Internet Explorer addio, benvenuto Project Spartan

Internet Explorer addio, benvenuto Project Spartan
    Internet Explorer addio, benvenuto Project Spartan

    Addio Internet Explorer: dopo 20 anni di onorata – e disonorata – carriera il browser ufficiale di Microsoft si fa da parte per lasciare spazio al nuovo che avanza ossia a quel Project Spartan che sarà uno dei punti di forza del nuovo sistema operativo Windows 10. Quando l’OS sarà lanciato la prossima estate, si spegneranno dunque tutti gli aggiornamenti di IE che certo continuerà ad esistere come fossile vivente in tutte quelle macchine che non potranno o non vorranno aggiornarsi a W10, ma d’altra parte è ancora piuttosto comune trovare computer con Windows XP, dunque non ci sarebbe da stupirsi se IE10 vivrà ancora per almeno un decennio.
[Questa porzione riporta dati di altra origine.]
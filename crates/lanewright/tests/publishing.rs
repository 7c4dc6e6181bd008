//! Publishing through the canvas and task client traits

use std::sync::{Arc, Mutex};
use std::time::Duration;

use lanewright::plugins::{
    BoardRef, CanvasCall, CanvasClient, ConnectorRequest, Pipeline, Publisher, RecordingCanvas,
    RecordingTaskClient, RemoteId, ShapeRequest, ShapeRole, TaskCall,
};
use lanewright::{
    Clock, ElementKind, EventTrigger, GatewayKind, Jitter, NoJitter, PipelineConfig, Process,
    ProcessElement, ProcessError, ProcessFlow, RemoteApiError, RemoteErrorKind, RemoteService,
    RetryPolicy,
};

#[derive(Clone, Default)]
struct RecordingClock {
    sleeps: Arc<Mutex<Vec<Duration>>>,
}

impl RecordingClock {
    fn sleeps(&self) -> Vec<Duration> {
        self.sleeps.lock().unwrap().clone()
    }
}

impl Clock for RecordingClock {
    fn sleep(&self, duration: Duration) {
        self.sleeps.lock().unwrap().push(duration);
    }
}

struct HalfJitter;

impl Jitter for HalfJitter {
    fn factor(&self) -> f64 {
        0.5
    }
}

fn refund() -> Process {
    let mut process = Process::new("Refund");
    process.elements = vec![
        ProcessElement::start("s", "Claim received", "Support"),
        ProcessElement::task("check", "Check claim", "Support")
            .with_hint("color", "#FFE08A"),
        ProcessElement::task("pay", "Pay refund", "Finance")
            .with_description("Transfer to the original payment method"),
        ProcessElement::end("e", "Refunded", "Finance"),
    ];
    process.flows = vec![
        ProcessFlow::new("s", "check"),
        ProcessFlow::new("check", "pay"),
        ProcessFlow::new("pay", "e"),
    ];
    process
}

fn fast_policy() -> RetryPolicy {
    RetryPolicy {
        max_attempts: 3,
        initial_delay_ms: 100,
        max_delay_ms: 1_000,
        multiplier: 2.0,
        jitter: true,
    }
}

fn rate_limited() -> RemoteApiError {
    RemoteApiError::new(RemoteService::Canvas, RemoteErrorKind::RateLimited, "slow down")
}

// =============================================================================
// Ordering
// =============================================================================

mod ordering {
    use super::*;

    #[test]
    fn test_lanes_then_elements_then_connectors() {
        let pipeline = Pipeline::default();
        let mut publisher = pipeline
            .publisher(RecordingCanvas::new(), RecordingTaskClient::new())
            .with_clock(RecordingClock::default())
            .with_jitter(NoJitter);
        pipeline.run(&refund(), &mut publisher).unwrap();

        let roles: Vec<&str> = publisher
            .canvas()
            .calls()
            .iter()
            .map(|call| match call {
                CanvasCall::CreateBoard { .. } => "board",
                CanvasCall::CreateShape { request, .. } => match request.role {
                    ShapeRole::LaneBackground { .. } => "lane",
                    ShapeRole::Element { .. } => "element",
                    ShapeRole::BoardShape { .. } => "board_shape",
                },
                CanvasCall::CreateConnector { .. } => "connector",
            })
            .collect();
        assert_eq!(
            roles,
            vec![
                "board", "lane", "lane", "element", "element", "element", "element",
                "connector", "connector", "connector"
            ]
        );
    }

    #[test]
    fn test_hint_color_and_lane_fill() {
        let pipeline = Pipeline::default();
        let mut publisher = pipeline
            .publisher(RecordingCanvas::new(), RecordingTaskClient::new())
            .with_clock(RecordingClock::default());
        pipeline.run(&refund(), &mut publisher).unwrap();

        let shapes: Vec<&ShapeRequest> = publisher
            .canvas()
            .calls()
            .iter()
            .filter_map(|call| match call {
                CanvasCall::CreateShape { request, .. } => Some(request),
                _ => None,
            })
            .collect();
        assert!(shapes[0].fill_color.is_some());
        let check = shapes
            .iter()
            .find(|s| s.role == ShapeRole::Element { element_id: "check".to_string() })
            .unwrap();
        assert_eq!(check.fill_color.as_deref(), Some("#FFE08A"));
    }

    #[test]
    fn test_kind_symbols_sent_with_shapes() {
        let mut process = refund();
        process.elements.insert(
            2,
            ProcessElement::new("both", ElementKind::gateway(GatewayKind::Parallel), "Split")
                .with_actor("Support"),
        );
        process.elements.insert(
            3,
            ProcessElement::new("wait", ElementKind::intermediate(EventTrigger::Timer), "Wait 2 days")
                .with_actor("Finance"),
        );
        process.flows = vec![
            ProcessFlow::new("s", "check"),
            ProcessFlow::new("check", "both"),
            ProcessFlow::new("both", "pay"),
            ProcessFlow::new("both", "wait"),
            ProcessFlow::new("wait", "e"),
            ProcessFlow::new("pay", "e"),
        ];

        let pipeline = Pipeline::default();
        let mut publisher = pipeline
            .publisher(RecordingCanvas::new(), RecordingTaskClient::new())
            .with_clock(RecordingClock::default());
        pipeline.run(&process, &mut publisher).unwrap();

        let symbol_of = |id: &str| -> Option<String> {
            publisher.canvas().calls().iter().find_map(|call| match call {
                CanvasCall::CreateShape { request, .. }
                    if request.role == ShapeRole::Element { element_id: id.to_string() } =>
                {
                    Some(request.symbol.clone())
                }
                _ => None,
            })?
        };
        assert_eq!(symbol_of("both").as_deref(), Some("+"));
        assert_eq!(symbol_of("wait").as_deref(), Some("⏱"));
        assert_eq!(symbol_of("check"), None);
        assert_eq!(symbol_of("s"), None);

        let lane_symbols: Vec<&Option<String>> = publisher
            .canvas()
            .calls()
            .iter()
            .filter_map(|call| match call {
                CanvasCall::CreateShape { request, .. }
                    if matches!(request.role, ShapeRole::LaneBackground { .. }) =>
                {
                    Some(&request.symbol)
                }
                _ => None,
            })
            .collect();
        assert!(lane_symbols.iter().all(|symbol| symbol.is_none()));
    }

    #[test]
    fn test_one_task_per_task_element() {
        let pipeline = Pipeline::default();
        let mut publisher = pipeline
            .publisher(RecordingCanvas::new(), RecordingTaskClient::new())
            .with_clock(RecordingClock::default());
        let report = pipeline.run(&refund(), &mut publisher).unwrap();

        assert_eq!(report.task_ids.keys().collect::<Vec<_>>(), vec!["check", "pay"]);
        let created: Vec<&str> = publisher
            .tasks()
            .calls()
            .iter()
            .filter_map(|call| match call {
                TaskCall::CreateTask { request, .. } => Some(request.name.as_str()),
                _ => None,
            })
            .collect();
        assert_eq!(created, vec!["Check claim", "Pay refund"]);
    }
}

// =============================================================================
// Retry behaviour
// =============================================================================

mod retry {
    use super::*;

    #[test]
    fn test_backoff_doubles_between_attempts() {
        let clock = RecordingClock::default();
        let mut canvas = RecordingCanvas::new();
        canvas.fail_next(rate_limited());
        canvas.fail_next(rate_limited());

        let mut config = PipelineConfig::default();
        config.retry = fast_policy();
        let pipeline = Pipeline::new(config);
        let mut publisher = pipeline
            .publisher(canvas, RecordingTaskClient::new())
            .with_clock(clock.clone())
            .with_jitter(NoJitter);

        pipeline.run(&refund(), &mut publisher).unwrap();
        assert_eq!(
            clock.sleeps(),
            vec![Duration::from_millis(100), Duration::from_millis(200)]
        );
    }

    #[test]
    fn test_jitter_scales_delay() {
        let clock = RecordingClock::default();
        let mut canvas = RecordingCanvas::new();
        canvas.fail_next(rate_limited());

        let mut publisher = Publisher::new(canvas, RecordingTaskClient::new())
            .with_policy(fast_policy())
            .with_clock(clock.clone())
            .with_jitter(HalfJitter);
        Pipeline::default().run(&refund(), &mut publisher).unwrap();

        assert_eq!(clock.sleeps(), vec![Duration::from_millis(50)]);
    }

    #[test]
    fn test_gives_up_after_max_attempts() {
        let clock = RecordingClock::default();
        let mut canvas = RecordingCanvas::new();
        for _ in 0..3 {
            canvas.fail_next(rate_limited());
        }

        let mut publisher = Publisher::new(canvas, RecordingTaskClient::new())
            .with_policy(fast_policy())
            .with_clock(clock.clone())
            .with_jitter(NoJitter);
        let err = Pipeline::default().run(&refund(), &mut publisher).unwrap_err();

        match err {
            ProcessError::RemoteApi(remote) => {
                assert_eq!(remote.kind, RemoteErrorKind::RateLimited);
                assert!(remote.request.unwrap().starts_with("create_board"));
            }
            other => panic!("unexpected error {other}"),
        }
        assert_eq!(publisher.canvas().attempts(), 3);
        assert_eq!(clock.sleeps().len(), 2);
        assert!(publisher.tasks().calls().is_empty());
    }

    #[test]
    fn test_malformed_request_not_retried() {
        let clock = RecordingClock::default();
        let mut canvas = RecordingCanvas::new();
        canvas.fail_next(RemoteApiError::from_status(
            RemoteService::Canvas,
            400,
            "bad shape",
        ));

        let mut publisher = Publisher::new(canvas, RecordingTaskClient::new())
            .with_policy(fast_policy())
            .with_clock(clock.clone());
        let err = Pipeline::default().run(&refund(), &mut publisher).unwrap_err();

        assert!(matches!(
            err,
            ProcessError::RemoteApi(RemoteApiError {
                kind: RemoteErrorKind::MalformedRequest(400),
                ..
            })
        ));
        assert!(clock.sleeps().is_empty());
    }
}

// =============================================================================
// Custom clients
// =============================================================================

mod custom_client {
    use super::*;

    /// Canvas that shares boards through a viewer link
    #[derive(Default)]
    struct ViewerCanvas {
        inner: RecordingCanvas,
    }

    impl CanvasClient for ViewerCanvas {
        fn create_board(
            &mut self,
            name: &str,
            description: &str,
        ) -> Result<BoardRef, RemoteApiError> {
            self.inner.create_board(name, description)
        }

        fn create_shape(
            &mut self,
            board: &BoardRef,
            request: &ShapeRequest,
        ) -> Result<RemoteId, RemoteApiError> {
            self.inner.create_shape(board, request)
        }

        fn create_connector(
            &mut self,
            board: &BoardRef,
            request: &ConnectorRequest,
        ) -> Result<RemoteId, RemoteApiError> {
            self.inner.create_connector(board, request)
        }

        fn board_url(&self, board: &BoardRef) -> String {
            format!("https://viewer.invalid/{}", board.id)
        }
    }

    #[test]
    fn test_backlink_uses_client_board_url() {
        let pipeline = Pipeline::default();
        let mut publisher = pipeline
            .publisher(ViewerCanvas::default(), RecordingTaskClient::new())
            .with_clock(RecordingClock::default());
        pipeline.run(&refund(), &mut publisher).unwrap();

        let comments: Vec<&str> = publisher
            .tasks()
            .calls()
            .iter()
            .filter_map(|call| match call {
                TaskCall::AddComment { text, .. } => Some(text.as_str()),
                _ => None,
            })
            .collect();
        assert_eq!(comments.len(), 2);
        assert!(comments
            .iter()
            .all(|c| *c == "Process diagram: https://viewer.invalid/board-1"));
    }
}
    Internet Explorer è stato a lungo il re dei browser principalmente perché era installato di default su ogni nuovo computer e dunque “vinceva facile”, ma se si andava a controllare l’effettivo utilizzo si scopriva che – come meme conferma – veniva sfruttato solo per scaricare Chrome o Firefox e veniva poi abbandonato a se stesso. I motivi? Funzionalità, estetica e prestazioni, soprattutto, non allo stesso livello dei rivali. E purtroppo poco è servito il netto miglioramento delle ultime versioni, con feature innovative e davvero interessanti, perché quando il popolo del web mette un’etichetta, non si stacca più.

    Così la decisione di sradicare IE e passare direttamente a Project Spartan che sarà montato di default nel nuovo sistema operativo multipiattaforma Windows 10 che debutterà questa estate. Attualmente IE ha ancora il 60% del mercato dei browser su desktop, ma andrà gradualmente perdendo utenti in uno stillicidio programmato. Era nato ufficialmente il 16 agosto del 1995 come pacchetto aggiuntivo per Windows 95 andando a uccidere Netscape Navigator, aprendosi anche ai MacIntosh e giungendo addirittura al 95 per cento della penetrazione.

    Ma poi iniziarono i guai.

    Prima per la sicurezza dato che si poteva fin troppo facilmente bucare, poi patendo immensamente la concorrenza di rivali giovani, agili e soprattutto velocissimi come Firefox – dal 2004 – e Chrome di Google – nel 2008. E anche se IE11 si è messo al passo coi tempi, permangono versioni molto, ma molto vecchie in tantissimi milioni di computer, un vero incubo per gli sviluppatori di applicazioni basate sul web. Sarà una missione difficile quella di Spartan, riuscirà a invertire i trend?